“I didn’t see it until I saw it.
When I was ten years old, I was in a Miss Pre-teen Cleveland beauty pageant. During the interview process, I was asked by the judges, ‘What is one thing you can’t wait to do when you are an adult’? I answered, ‘I can’t wait until I am old enough to sit in the garage with my parents and drink beer.’ I longed to be a part of their adult conversations and activities. I didn’t see anything wrong with this and neither did the judges because they gave me the crown. They all laughed and I suspect they thought it was adorable. Nobody saw it.
Drinking alcohol wasn’t always a normal occurrence in my life. My grandparents, who raised me for part of my life, didn’t drink at all. But most of the other adults in my life did. Most of my friends’ parents drank, and as we entered our teen years, we were bonded together through our adventures of drinking. We didn’t see it.
As I got older, I sought a community of friends who worked hard and played hard. We had promising careers. We raced sailboats, played softball, tennis, bowling leagues, flag football, sand volleyball, volunteered our time to local charities, and at the end of each of these activities we bonded over drinks. I didn’t see it.
For years, I didn’t see any harm in this. I was on a sailboat every Saturday and Sunday morning at 8 a.m. for most of my late teens and 20s. I didn’t miss commitments or show up late to work. No DUI’s or work performance issues. Something I couldn’t see then was the way my life, my activities, my vacations, my goals all revolved around when we were going to have a drink afterward to celebrate or to bond. I didn’t see it.
Into my late 20s and 30s, I started to notice friends who were starting to have serious problems. Friends who started with drinking and moved on to drugs. Friends who committed suicide, friends who died in drunken car accidents, friends whose careers were derailed by a DUI. When a friend died of an overdose, or suicide, or a car accident, we celebrated them with a toast and a drink. I visited friends in jail and drove them to their court-ordered AA meetings. Still, I didn’t see it.

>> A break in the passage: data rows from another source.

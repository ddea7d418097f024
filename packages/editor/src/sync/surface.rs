//! The embedded text surface, as the synchronizer sees it.
//!
//! Offsets are in characters, counted from the start of the region's text.

use paper_model::Attrs;

/// A primitive edit of a surface's text.
#[derive(Debug, Clone, PartialEq, Eq)]
pub enum SurfaceOp {
    Insert { offset: usize, text: String },
    Delete { offset: usize, len: usize },
    Replace { offset: usize, len: usize, text: String },
}

/// Edits reported by a surface use the same three shapes.
pub type SurfaceEdit = SurfaceOp;

impl SurfaceOp {
    /// The op replacing `len` characters at `offset` with `text`, or `None`
    /// when that changes nothing.
    pub fn from_parts(offset: usize, len: usize, text: &str) -> Option<Self> {
        match (len, text.is_empty()) {
            (0, true) => None,
            (0, false) => Some(SurfaceOp::Insert {
                offset,
                text: text.to_string(),
            }),
            (len, true) => Some(SurfaceOp::Delete { offset, len }),
            (len, false) => Some(SurfaceOp::Replace {
                offset,
                len,
                text: text.to_string(),
            }),
        }
    }

    pub fn offset(&self) -> usize {
        match self {
            SurfaceOp::Insert { offset, .. } | SurfaceOp::Delete { offset, .. } | SurfaceOp::Replace { offset, .. } => {
                *offset
            }
        }
    }

    /// Characters removed.
    pub fn removed(&self) -> usize {
        match self {
            SurfaceOp::Insert { .. } => 0,
            SurfaceOp::Delete { len, .. } | SurfaceOp::Replace { len, .. } => *len,
        }
    }

    pub fn inserted(&self) -> &str {
        match self {
            SurfaceOp::Insert { text, .. } | SurfaceOp::Replace { text, .. } => text,
            SurfaceOp::Delete { .. } => "",
        }
    }

    /// `text` with the op applied; `None` when the op reaches past its end.
    pub fn apply_to(&self, text: &str) -> Option<String> {
        let chars: Vec<char> = text.chars().collect();
        let (start, end) = (self.offset(), self.offset() + self.removed());
        if end > chars.len() {
            return None;
        }
        let mut out: String = chars[..start].iter().collect();
        out.push_str(self.inserted());
        out.extend(&chars[end..]);
        Some(out)
    }
}

/// An independently rendered plain-text editor bound to one region.
///
/// The rendering layer owns surfaces; the synchronizer only pushes
/// operations into them.
pub trait EmbeddedSurface: Send + Sync {
    /// Replace the whole text, on (re)initialization.
    fn set_content(&self, text: &str);

    fn apply(&self, op: &SurfaceOp);

    /// The region's attributes changed (language, for a code block).
    fn set_attributes(&self, _attrs: &Attrs) {}

    fn dispose(&self) {}
}
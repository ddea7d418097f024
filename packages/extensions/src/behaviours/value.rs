use paper_editor::{EditorState, Extension, ExtensionContext, Transaction, TransactionHandler};
use paper_model::NodeJson;
use std::sync::Arc;

/// Called with the new document after every change.
pub type ChangeHandler = Arc<dyn Fn(&NodeJson) + Send + Sync>;

/// The initial document and a change callback, for hosts that store the
/// document as JSON.
#[derive(Default)]
pub struct Value {
    initial: Option<NodeJson>,
    on_change: Option<ChangeHandler>,
}

impl Value {
    pub fn new() -> Self {
        Self::default()
    }

    pub fn with_document(mut self, doc: NodeJson) -> Self {
        self.initial = Some(doc);
        self
    }

    pub fn on_change(mut self, handler: impl Fn(&NodeJson) + Send + Sync + 'static) -> Self {
        self.on_change = Some(Arc::new(handler));
        self
    }
}

impl Extension for Value {
    fn name(&self) -> &str {
        "value"
    }

    fn default_value(&self, _cx: &ExtensionContext) -> Option<NodeJson> {
        self.initial.clone()
    }

    fn on_transaction(&self, _cx: &ExtensionContext) -> Option<TransactionHandler> {
        let handler = self.on_change.clone()?;
        Some(Arc::new(move |state: &EditorState, trs: &[Transaction]| {
            if trs.iter().any(Transaction::doc_changed) {
                handler(&state.to_json());
            }
        }))
    }
}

I saw movies and TV shows that celebrated drinking. That normalized it. Meme’s about drinking and mommy wine time. Groups of friends where we encouraged each other to have another shot and laughed at each other when someone drank too much. Playdates where we drank champagne and counted down the hours until the little ones went to bed so I could have a glass of wine. Fancy dinners where we ordered the best wine or champagne money could buy, only to feel awful the next morning. Trips to beautiful islands and expensive destinations, where our days and nights revolved around drinking and we pieced together the evening’s events the next morning through hazed memories, and laughter, and a lot of times…..shame. I didn’t see it.
I didn’t really see any of it until a series of things happened in my life. My divorce, a forced job change, a friend who died, another who took his own life, blending of my new family……all of these things forced me to look inward and question my relationship with alcohol. I was questioning where my life was going and what I wanted in life for myself, my family, and my children. I purchased a book from Amazon called This Naked Mind: Control Alcohol, Find Freedom, Discover Happiness, and Change Your Life. I started the book with a glass of wine in hand! I finished it and haven’t had a drink since and haven’t wanted one.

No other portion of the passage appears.